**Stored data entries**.
* * *

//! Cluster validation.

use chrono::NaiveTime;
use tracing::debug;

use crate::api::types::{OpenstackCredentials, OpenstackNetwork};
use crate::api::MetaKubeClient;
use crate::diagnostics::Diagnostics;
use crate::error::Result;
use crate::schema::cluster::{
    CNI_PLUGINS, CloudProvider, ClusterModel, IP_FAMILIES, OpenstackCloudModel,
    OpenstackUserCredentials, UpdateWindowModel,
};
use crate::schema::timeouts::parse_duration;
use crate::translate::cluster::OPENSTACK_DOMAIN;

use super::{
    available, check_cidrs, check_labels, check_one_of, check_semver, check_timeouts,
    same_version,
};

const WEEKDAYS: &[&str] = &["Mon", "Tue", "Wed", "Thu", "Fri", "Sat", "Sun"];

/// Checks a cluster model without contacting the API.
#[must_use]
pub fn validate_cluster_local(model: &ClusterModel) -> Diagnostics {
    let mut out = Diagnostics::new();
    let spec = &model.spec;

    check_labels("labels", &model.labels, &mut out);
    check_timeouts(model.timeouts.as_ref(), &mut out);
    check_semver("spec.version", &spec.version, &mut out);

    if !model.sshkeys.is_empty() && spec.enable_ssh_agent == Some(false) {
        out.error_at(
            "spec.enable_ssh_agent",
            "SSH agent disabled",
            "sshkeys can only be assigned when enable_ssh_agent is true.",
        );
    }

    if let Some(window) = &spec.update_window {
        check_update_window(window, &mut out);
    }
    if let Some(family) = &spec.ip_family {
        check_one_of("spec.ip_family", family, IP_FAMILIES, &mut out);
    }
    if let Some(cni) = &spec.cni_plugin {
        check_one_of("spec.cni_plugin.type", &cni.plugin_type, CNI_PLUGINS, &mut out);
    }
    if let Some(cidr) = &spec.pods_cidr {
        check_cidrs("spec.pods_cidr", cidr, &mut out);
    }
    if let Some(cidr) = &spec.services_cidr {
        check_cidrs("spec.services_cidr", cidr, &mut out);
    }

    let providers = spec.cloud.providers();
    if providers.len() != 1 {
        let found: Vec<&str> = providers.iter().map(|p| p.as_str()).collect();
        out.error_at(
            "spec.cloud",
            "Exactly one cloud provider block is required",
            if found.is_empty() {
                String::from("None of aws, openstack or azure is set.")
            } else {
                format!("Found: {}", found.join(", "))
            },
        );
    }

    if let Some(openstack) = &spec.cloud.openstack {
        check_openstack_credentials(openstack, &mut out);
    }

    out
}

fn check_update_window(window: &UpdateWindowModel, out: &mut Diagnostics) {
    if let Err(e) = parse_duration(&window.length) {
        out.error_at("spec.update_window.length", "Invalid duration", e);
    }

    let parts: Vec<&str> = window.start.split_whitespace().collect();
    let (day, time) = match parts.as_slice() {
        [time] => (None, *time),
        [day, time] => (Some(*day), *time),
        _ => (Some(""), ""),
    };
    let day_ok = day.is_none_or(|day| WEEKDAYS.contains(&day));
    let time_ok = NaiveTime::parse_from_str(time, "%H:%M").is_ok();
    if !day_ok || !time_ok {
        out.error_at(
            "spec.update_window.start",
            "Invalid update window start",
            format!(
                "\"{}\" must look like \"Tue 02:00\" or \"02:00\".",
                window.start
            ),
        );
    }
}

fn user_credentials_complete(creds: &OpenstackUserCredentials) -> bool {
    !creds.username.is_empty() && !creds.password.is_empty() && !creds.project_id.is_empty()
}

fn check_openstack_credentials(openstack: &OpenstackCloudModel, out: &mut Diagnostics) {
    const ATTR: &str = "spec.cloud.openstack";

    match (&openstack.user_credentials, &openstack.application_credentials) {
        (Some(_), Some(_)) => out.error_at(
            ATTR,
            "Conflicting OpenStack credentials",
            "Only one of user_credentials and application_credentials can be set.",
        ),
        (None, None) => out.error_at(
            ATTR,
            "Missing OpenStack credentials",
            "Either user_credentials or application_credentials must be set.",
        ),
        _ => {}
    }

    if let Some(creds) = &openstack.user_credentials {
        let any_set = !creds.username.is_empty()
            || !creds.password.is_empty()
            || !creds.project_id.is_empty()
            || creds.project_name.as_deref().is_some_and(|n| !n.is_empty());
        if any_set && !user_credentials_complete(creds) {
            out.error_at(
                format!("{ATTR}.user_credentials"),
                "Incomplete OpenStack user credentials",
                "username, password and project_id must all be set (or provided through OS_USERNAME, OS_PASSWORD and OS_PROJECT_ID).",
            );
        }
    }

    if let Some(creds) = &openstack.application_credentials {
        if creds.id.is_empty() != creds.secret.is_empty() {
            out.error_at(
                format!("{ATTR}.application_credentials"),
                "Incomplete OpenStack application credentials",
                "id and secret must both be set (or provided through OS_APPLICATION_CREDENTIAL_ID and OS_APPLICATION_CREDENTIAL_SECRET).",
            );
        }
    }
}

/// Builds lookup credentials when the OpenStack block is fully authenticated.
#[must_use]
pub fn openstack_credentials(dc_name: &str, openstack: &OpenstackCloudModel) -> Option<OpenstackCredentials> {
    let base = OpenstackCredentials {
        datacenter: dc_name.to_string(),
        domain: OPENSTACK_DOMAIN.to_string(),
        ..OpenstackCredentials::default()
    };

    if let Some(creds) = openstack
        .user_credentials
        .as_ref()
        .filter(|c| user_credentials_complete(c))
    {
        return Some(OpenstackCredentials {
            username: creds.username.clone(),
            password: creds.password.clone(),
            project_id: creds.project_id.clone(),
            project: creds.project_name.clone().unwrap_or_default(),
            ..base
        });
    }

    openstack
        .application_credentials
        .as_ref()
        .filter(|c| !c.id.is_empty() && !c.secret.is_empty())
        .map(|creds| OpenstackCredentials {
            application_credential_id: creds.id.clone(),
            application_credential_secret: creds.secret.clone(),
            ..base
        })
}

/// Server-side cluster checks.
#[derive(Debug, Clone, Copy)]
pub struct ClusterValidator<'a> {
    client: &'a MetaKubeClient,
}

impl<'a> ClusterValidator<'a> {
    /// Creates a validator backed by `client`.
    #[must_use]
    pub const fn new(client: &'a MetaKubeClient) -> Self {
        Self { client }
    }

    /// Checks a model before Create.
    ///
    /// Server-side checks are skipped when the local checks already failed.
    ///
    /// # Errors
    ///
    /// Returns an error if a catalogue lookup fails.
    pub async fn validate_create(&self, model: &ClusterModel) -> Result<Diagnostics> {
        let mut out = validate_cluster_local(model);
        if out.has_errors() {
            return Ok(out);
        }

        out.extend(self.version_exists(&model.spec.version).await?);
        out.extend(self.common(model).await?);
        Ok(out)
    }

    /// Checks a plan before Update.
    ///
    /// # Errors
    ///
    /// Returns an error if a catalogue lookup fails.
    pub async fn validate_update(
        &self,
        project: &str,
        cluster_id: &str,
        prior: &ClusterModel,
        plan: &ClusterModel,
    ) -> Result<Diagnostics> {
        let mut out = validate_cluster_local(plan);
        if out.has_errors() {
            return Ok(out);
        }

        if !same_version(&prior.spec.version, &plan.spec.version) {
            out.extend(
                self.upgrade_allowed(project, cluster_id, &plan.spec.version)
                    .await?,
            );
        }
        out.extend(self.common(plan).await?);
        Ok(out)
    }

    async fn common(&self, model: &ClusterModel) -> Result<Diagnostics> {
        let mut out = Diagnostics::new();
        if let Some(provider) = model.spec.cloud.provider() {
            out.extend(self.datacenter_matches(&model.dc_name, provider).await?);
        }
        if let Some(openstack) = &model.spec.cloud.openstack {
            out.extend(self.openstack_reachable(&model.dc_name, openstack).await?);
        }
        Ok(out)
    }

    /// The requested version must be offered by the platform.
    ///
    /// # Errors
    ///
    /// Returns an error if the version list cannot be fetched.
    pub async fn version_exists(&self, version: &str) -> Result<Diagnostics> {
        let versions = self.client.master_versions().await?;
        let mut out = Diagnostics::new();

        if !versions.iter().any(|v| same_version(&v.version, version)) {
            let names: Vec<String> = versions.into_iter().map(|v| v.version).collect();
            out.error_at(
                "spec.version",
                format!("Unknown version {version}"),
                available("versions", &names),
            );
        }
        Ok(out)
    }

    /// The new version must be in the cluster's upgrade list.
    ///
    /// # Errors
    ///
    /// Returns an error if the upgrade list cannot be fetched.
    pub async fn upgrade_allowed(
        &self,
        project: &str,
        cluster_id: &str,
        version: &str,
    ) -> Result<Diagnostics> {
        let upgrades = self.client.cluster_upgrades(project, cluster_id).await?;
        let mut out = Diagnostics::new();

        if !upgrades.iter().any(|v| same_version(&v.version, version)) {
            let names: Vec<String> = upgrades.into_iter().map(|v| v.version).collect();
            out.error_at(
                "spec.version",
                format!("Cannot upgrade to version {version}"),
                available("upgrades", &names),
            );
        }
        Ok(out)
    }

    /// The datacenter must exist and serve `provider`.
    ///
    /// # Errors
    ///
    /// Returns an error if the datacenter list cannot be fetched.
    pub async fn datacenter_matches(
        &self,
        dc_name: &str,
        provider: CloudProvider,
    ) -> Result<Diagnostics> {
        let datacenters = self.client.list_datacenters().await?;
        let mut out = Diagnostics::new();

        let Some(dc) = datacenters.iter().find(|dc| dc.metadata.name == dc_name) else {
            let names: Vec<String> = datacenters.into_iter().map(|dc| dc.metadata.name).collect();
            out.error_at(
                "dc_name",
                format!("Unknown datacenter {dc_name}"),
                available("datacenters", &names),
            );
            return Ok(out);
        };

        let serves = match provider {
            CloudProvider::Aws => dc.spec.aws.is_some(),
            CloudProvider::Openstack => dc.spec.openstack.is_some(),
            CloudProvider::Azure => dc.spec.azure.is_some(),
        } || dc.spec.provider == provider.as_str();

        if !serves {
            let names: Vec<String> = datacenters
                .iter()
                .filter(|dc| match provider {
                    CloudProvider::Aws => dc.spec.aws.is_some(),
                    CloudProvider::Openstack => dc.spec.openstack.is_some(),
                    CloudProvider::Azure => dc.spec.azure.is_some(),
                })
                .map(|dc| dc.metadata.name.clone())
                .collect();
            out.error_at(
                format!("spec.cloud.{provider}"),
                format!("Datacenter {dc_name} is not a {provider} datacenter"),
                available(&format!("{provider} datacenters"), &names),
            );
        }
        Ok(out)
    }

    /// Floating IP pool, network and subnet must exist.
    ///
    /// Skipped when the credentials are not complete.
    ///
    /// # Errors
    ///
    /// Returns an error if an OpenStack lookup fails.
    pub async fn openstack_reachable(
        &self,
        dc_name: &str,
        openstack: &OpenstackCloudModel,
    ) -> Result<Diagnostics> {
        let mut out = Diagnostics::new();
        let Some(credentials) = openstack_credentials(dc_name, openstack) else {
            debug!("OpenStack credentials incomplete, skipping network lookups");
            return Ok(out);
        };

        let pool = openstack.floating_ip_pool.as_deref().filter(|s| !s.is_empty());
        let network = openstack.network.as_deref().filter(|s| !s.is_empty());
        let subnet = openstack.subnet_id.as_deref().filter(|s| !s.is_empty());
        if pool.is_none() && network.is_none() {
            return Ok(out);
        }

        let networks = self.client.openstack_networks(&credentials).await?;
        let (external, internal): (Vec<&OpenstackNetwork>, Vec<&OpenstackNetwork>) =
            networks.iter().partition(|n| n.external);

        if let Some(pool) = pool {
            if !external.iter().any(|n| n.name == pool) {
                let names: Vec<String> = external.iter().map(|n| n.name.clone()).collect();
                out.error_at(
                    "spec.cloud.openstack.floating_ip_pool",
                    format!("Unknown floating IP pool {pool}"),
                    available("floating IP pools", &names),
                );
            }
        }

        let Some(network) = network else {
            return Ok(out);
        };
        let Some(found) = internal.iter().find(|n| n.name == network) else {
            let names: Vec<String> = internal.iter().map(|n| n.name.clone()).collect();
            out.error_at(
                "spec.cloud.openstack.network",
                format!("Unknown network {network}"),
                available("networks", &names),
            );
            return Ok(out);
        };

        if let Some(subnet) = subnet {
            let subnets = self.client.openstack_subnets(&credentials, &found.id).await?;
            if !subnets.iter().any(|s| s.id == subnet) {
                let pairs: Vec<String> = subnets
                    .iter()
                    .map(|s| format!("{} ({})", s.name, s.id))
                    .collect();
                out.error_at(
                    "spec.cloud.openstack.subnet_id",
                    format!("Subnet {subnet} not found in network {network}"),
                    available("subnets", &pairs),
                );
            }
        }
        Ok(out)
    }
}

* * *

**Work request**. Find the word "OpenstackUserCredentials" in the entries and show each line where it is found.

**Answer for this exercise**.
    OpenstackUserCredentials, UpdateWindowModel,
fn user_credentials_complete(creds: &OpenstackUserCredentials) -> bool {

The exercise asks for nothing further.